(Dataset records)
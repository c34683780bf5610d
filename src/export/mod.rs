// src/export/mod.rs

mod csv;
mod fs_utils;
mod json;
pub mod logic;
mod model;

pub use logic::ExportLogic;
pub use model::SessionExport;

use crate::ui::messages::success;
use clap::ValueEnum;
use std::path::Path;

/// Helper comune per messaggi di completamento export.
pub(crate) fn notify_export_success(label: &str, rows: usize, path: &Path) {
    success(format!("{label} export completed ({rows} sessions): {}", path.display()));
}

#[derive(Clone, Copy, Debug, PartialEq, Eq, ValueEnum)]
pub enum ExportFormat {
    Csv,
    Json,
}

impl ExportFormat {
    pub fn as_str(&self) -> &'static str {
        match self {
            ExportFormat::Csv => "csv",
            ExportFormat::Json => "json",
        }
    }
}
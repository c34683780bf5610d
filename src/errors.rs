//! Error type shared by the whole crate.
//! Storage, import/export, parsing and configuration failures all end up
//! as an `AppError`, printed once by `main`.

use std::io;
use thiserror::Error;

#[derive(Error, Debug)]
pub enum AppError {
    // ---------------------------
    // IO
    // ---------------------------
    #[error("I/O error: {0}")]
    Io(#[from] io::Error),

    // ---------------------------
    // Database-related
    // ---------------------------
    #[error("Database error: {0}")]
    Db(#[from] rusqlite::Error),

    #[error("Database migration error: {0}")]
    Migration(String),

    // ---------------------------
    // Serialization
    // ---------------------------
    #[error("JSON error: {0}")]
    Json(#[from] serde_json::Error),

    #[error("CSV error: {0}")]
    Csv(#[from] csv::Error),

    // ---------------------------
    // Parsing errors
    // ---------------------------
    #[error("Invalid date format: {0}")]
    InvalidDate(String),

    #[error("Invalid time format: {0}")]
    InvalidTime(String),

    #[error("Invalid timestamp: {0}")]
    InvalidTimestamp(String),

    #[error("Invalid timezone: {0} (use 'local' or an offset like +05:30)")]
    InvalidTimezone(String),

    #[error("Invalid period: {0}")]
    InvalidPeriod(String),

    // ---------------------------
    // Config errors
    // ---------------------------
    #[error("Configuration error: {0}")]
    Config(String),

    #[error("Failed to load configuration")]
    ConfigLoad,

    #[error("Failed to save configuration")]
    ConfigSave,

    // ---------------------------
    // Import / export errors
    // ---------------------------
    #[error("Import error: {0}")]
    Import(String),

    #[error("Export error: {0}")]
    Export(String),
}

pub type AppResult<T> = Result<T, AppError>;
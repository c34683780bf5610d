//! Import of action logs produced elsewhere (the `getActionLogs` query
//! response, or a CSV dump of it).

use crate::db::log::ttlog;
use crate::db::pool::DbPool;
use crate::db::queries::insert_actions;
use crate::errors::{AppError, AppResult};
use crate::models::action::Action;
use crate::models::action_log::ActionLogEntry;
use crate::ui::messages::warning;
use clap::ValueEnum;
use serde::Deserialize;
use serde_json::Value;
use std::fs;
use std::io::Read;
use std::path::Path;

#[derive(Clone, Copy, Debug, PartialEq, Eq, ValueEnum)]
pub enum ImportFormat {
    Json,
    Csv,
}

impl ImportFormat {
    /// Guess from the file extension.
    pub fn from_path(path: &Path) -> Option<Self> {
        match path
            .extension()
            .map(|e| e.to_string_lossy().to_ascii_lowercase())
            .as_deref()
        {
            Some("json") => Some(ImportFormat::Json),
            Some("csv") => Some(ImportFormat::Csv),
            _ => None,
        }
    }
}

/// Parse a JSON document: a bare array of entries or a GraphQL envelope
/// `{"data": {"getActionLogs": [...]}}`.
pub fn parse_json(text: &str) -> AppResult<Vec<ActionLogEntry>> {
    let mut value: Value = serde_json::from_str(text)?;

    let list = if value.pointer("/data/getActionLogs").is_some() {
        value["data"]["getActionLogs"].take()
    } else {
        value
    };

    if !list.is_array() {
        return Err(AppError::Import(
            "expected an array of action logs or {\"data\":{\"getActionLogs\":[...]}}".to_string(),
        ));
    }

    Ok(serde_json::from_value(list)?)
}

/// One CSV record. Every cell is read as text, so ids like `007` keep
/// their leading zeros.
#[derive(Deserialize)]
#[serde(rename_all = "camelCase")]
struct CsvRow {
    staff_id: String,
    date: String,
    action: Action,
    time_stamp: String,
    #[serde(default)]
    device: Option<String>,
    #[serde(default)]
    created_by: Option<String>,
}

impl From<CsvRow> for ActionLogEntry {
    fn from(row: CsvRow) -> Self {
        ActionLogEntry {
            staff_id: row.staff_id,
            date: row.date,
            action: row.action,
            time_stamp: row.time_stamp,
            device: row.device.filter(|d| !d.is_empty()),
            created_by: row.created_by.filter(|c| !c.is_empty()),
        }
    }
}

/// Parse CSV with header `staffId,date,action,timeStamp,device,createdBy`.
/// Empty `device` / `createdBy` cells become absent.
pub fn parse_csv<R: Read>(reader: R) -> AppResult<Vec<ActionLogEntry>> {
    let mut rdr = csv::ReaderBuilder::new().trim(csv::Trim::All).from_reader(reader);

    let mut out = Vec::new();
    for rec in rdr.deserialize::<CsvRow>() {
        out.push(rec?.into());
    }
    Ok(out)
}

pub fn read_file(path: &Path, format: Option<ImportFormat>) -> AppResult<Vec<ActionLogEntry>> {
    let format = format.or_else(|| ImportFormat::from_path(path)).ok_or_else(|| {
        AppError::Import(format!(
            "cannot infer format of '{}', use --format json|csv",
            path.display()
        ))
    })?;

    match format {
        ImportFormat::Json => parse_json(&fs::read_to_string(path)?),
        ImportFormat::Csv => parse_csv(fs::File::open(path)?),
    }
}

pub struct ImportLogic;

impl ImportLogic {
    /// Read `path` and store every entry it contains. Returns the count.
    pub fn import(pool: &mut DbPool, path: &Path, format: Option<ImportFormat>) -> AppResult<usize> {
        let entries = read_file(path, format)?;

        for e in &entries {
            if e.date_value().is_none() {
                return Err(AppError::InvalidDate(e.date.clone()));
            }
            if e.timestamp().is_none() {
                warning(format!(
                    "Malformed timestamp '{}' for staff {} on {}: stored, but skipped in sessions.",
                    e.time_stamp, e.staff_id, e.date
                ));
            }
        }

        let n = insert_actions(pool, &entries, "import")?;

        ttlog(
            &pool.conn,
            "import",
            &path.display().to_string(),
            &format!("Imported {} action log entries", n),
        )?;

        Ok(n)
    }
}
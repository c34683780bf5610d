use crate::config::Config;
use crate::db::log;
use crate::errors::AppResult;

use crate::cli::parser::Cli;
use crate::db::initialize::init_db;
use crate::ui::messages::warning;
use rusqlite::Connection;

/// Handle the `init` command
///
/// This initializes:
///  - the config directory (if missing)
///  - the configuration file (skipped in test mode)
///  - the SQLite database and all pending migrations
pub fn handle(cli: &Cli) -> AppResult<()> {
    let db_path = Config::init_all(cli.db.clone(), cli.test)?;
    let db_path = db_path.to_string_lossy().to_string();

    println!("⚙️  Initializing rAttendLog…");
    println!("📄 Config file : {}", Config::config_file().display());
    println!("🗄️  Database   : {}", &db_path);

    let conn = Connection::open(&db_path)?;
    init_db(&conn)?;

    println!("✅ Database initialized at {}", &db_path);

    // Internal log (non blocking)
    if let Err(e) = log::ttlog(
        &conn,
        "init",
        "Database initialized",
        &format!("Database initialized at {}", &db_path),
    ) {
        warning(format!("Failed to write internal log: {}", e));
    }

    println!("🎉 rAttendLog initialization completed!");
    Ok(())
}
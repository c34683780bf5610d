use crate::db::log::load_log;
use crate::db::pool::DbPool;
use crate::errors::AppResult;
use crate::utils::table::visible_len;
use ansi_term::Colour;

const OP_MAX_WIDTH: usize = 60;

/// ANSI colour per operation
fn color_for_operation(op: &str) -> Colour {
    match op {
        "checkin" => Colour::Green,
        "checkout" => Colour::Red,
        "import" => Colour::Cyan,
        "export" => Colour::Blue,
        "migration_applied" => Colour::Purple,
        "init" => Colour::RGB(255, 153, 51), // orange
        _ => Colour::White,
    }
}

/// Cut `s` to `max` visible chars, ending with "..." when shortened.
fn truncate_visible(s: &str, max: usize) -> String {
    if s.chars().count() <= max {
        return s.to_string();
    }
    let mut t: String = s.chars().take(max.saturating_sub(3)).collect();
    t.push_str("...");
    t
}

pub struct LogLogic;

impl LogLogic {
    pub fn print_log(pool: &mut DbPool) -> AppResult<()> {
        let rows = load_log(&pool.conn)?;

        if rows.is_empty() {
            println!("📜 Internal log is empty.");
            return Ok(());
        }

        let entries: Vec<(i64, String, String, String, String)> = rows
            .into_iter()
            .map(|r| {
                let date = chrono::DateTime::parse_from_rfc3339(&r.date)
                    .map(|dt| dt.format("%FT%T%:z").to_string())
                    .unwrap_or(r.date);

                let op_target = if r.target.is_empty() {
                    r.operation.clone()
                } else {
                    format!("{} ({})", r.operation, r.target)
                };

                (r.id, date, r.operation, op_target, r.message)
            })
            .collect();

        let op_w = entries
            .iter()
            .map(|(_, _, _, op_target, _)| visible_len(op_target))
            .max()
            .unwrap_or(10)
            .min(OP_MAX_WIDTH);
        let id_w = entries
            .iter()
            .map(|(id, _, _, _, _)| id.to_string().len())
            .max()
            .unwrap_or(1);
        let date_w = entries
            .iter()
            .map(|(_, date, _, _, _)| date.len())
            .max()
            .unwrap_or(10);

        println!("📜 Internal log:\n");

        for (id, date, operation, op_target, message) in entries {
            let color = color_for_operation(&operation);

            // Only the operation word is coloured, the target stays plain
            let visible = truncate_visible(&op_target, OP_MAX_WIDTH);
            let rendered = match visible.split_once(' ') {
                Some((op_word, rest)) => format!("{} {}", color.paint(op_word), rest),
                None => color.paint(visible.as_str()).to_string(),
            };

            // Padding on the visible width, ANSI codes excluded
            let padding = " ".repeat(op_w.saturating_sub(visible_len(&rendered)));

            println!(
                "{:>id_w$}: {:<date_w$} | {}{} => {}",
                id,
                date,
                rendered,
                padding,
                message,
                id_w = id_w,
                date_w = date_w
            );
        }

        Ok(())
    }
}
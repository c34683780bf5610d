use serde::{Deserialize, Serialize};
use std::fmt;

/// Kind of an action-log entry.
///
/// The wire values are `CHECK_IN` / `CHECK_OUT`. Anything else is kept as
/// `Other` so newer log kinds pass through untouched.
#[derive(Debug, Clone, PartialEq, Eq, Serialize, Deserialize)]
#[serde(from = "String", into = "String")]
pub enum Action {
    CheckIn,
    CheckOut,
    Other(String),
}

impl Action {
    pub fn as_str(&self) -> &str {
        match self {
            Action::CheckIn => "CHECK_IN",
            Action::CheckOut => "CHECK_OUT",
            Action::Other(s) => s.as_str(),
        }
    }

    /// Convert DB / wire string → enum (never fails)
    pub fn from_db_str(s: &str) -> Self {
        match s {
            "CHECK_IN" => Action::CheckIn,
            "CHECK_OUT" => Action::CheckOut,
            other => Action::Other(other.to_string()),
        }
    }

    pub fn is_check_in(&self) -> bool {
        matches!(self, Action::CheckIn)
    }
}

impl From<String> for Action {
    fn from(s: String) -> Self {
        Action::from_db_str(&s)
    }
}

impl From<Action> for String {
    fn from(a: Action) -> Self {
        a.as_str().to_string()
    }
}

impl fmt::Display for Action {
    fn fmt(&self, f: &mut fmt::Formatter<'_>) -> fmt::Result {
        f.write_str(self.as_str())
    }
}
use crate::cli::commands::{open_pool, resolve_moment, resolve_origin};
use crate::cli::parser::{Commands, PunchArgs};
use crate::config::Config;
use crate::core::punch::PunchLogic;
use crate::errors::AppResult;
use crate::models::action::Action;
use crate::ui::messages::success;
use crate::utils::formatting::describe_device;

/// Handle `checkin`, `checkout` and `punch`.
pub fn handle(cmd: &Commands, cfg: &Config) -> AppResult<()> {
    let (args, action): (&PunchArgs, Option<Action>) = match cmd {
        Commands::Checkin(a) => (a, Some(Action::CheckIn)),
        Commands::Checkout(a) => (a, Some(Action::CheckOut)),
        Commands::Punch(a) => (a, None),
        _ => return Ok(()),
    };

    let at = resolve_moment(cfg, args.date.as_deref(), args.at.as_deref())?;
    let origin = resolve_origin(cfg, args.device.as_deref(), args.by.as_deref());

    let mut pool = open_pool(cfg)?;

    let entry = match action {
        Some(a) => PunchLogic::record(&mut pool, &args.staff, a, at, &origin)?,
        None => PunchLogic::toggle(&mut pool, &args.staff, at, &origin)?,
    };

    let label = if entry.action.is_check_in() {
        "Check-in"
    } else {
        "Check-out"
    };

    success(format!(
        "{} recorded for staff {} at {} ({})",
        label,
        entry.staff_id,
        entry.time_stamp,
        describe_device(entry.device.as_deref())
    ));

    Ok(())
}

** TASK PROMPT **
Given the data above, transcribe exactly the lines from the one containing "resolve_moment(cfg, args.date.as_deref(), args.at.as_deref())?;" down to the one containing "recorded for staff", and no others.

** WRITTEN ANSWER **
    let at = resolve_moment(cfg, args.date.as_deref(), args.at.as_deref())?;
    let origin = resolve_origin(cfg, args.device.as_deref(), args.by.as_deref());

    let mut pool = open_pool(cfg)?;

    let entry = match action {
        Some(a) => PunchLogic::record(&mut pool, &args.staff, a, at, &origin)?,
        None => PunchLogic::toggle(&mut pool, &args.staff, at, &origin)?,
    };

    let label = if entry.action.is_check_in() {
        "Check-in"
    } else {
        "Check-out"
    };

    success(format!(
        "{} recorded for staff {} at {} ({})",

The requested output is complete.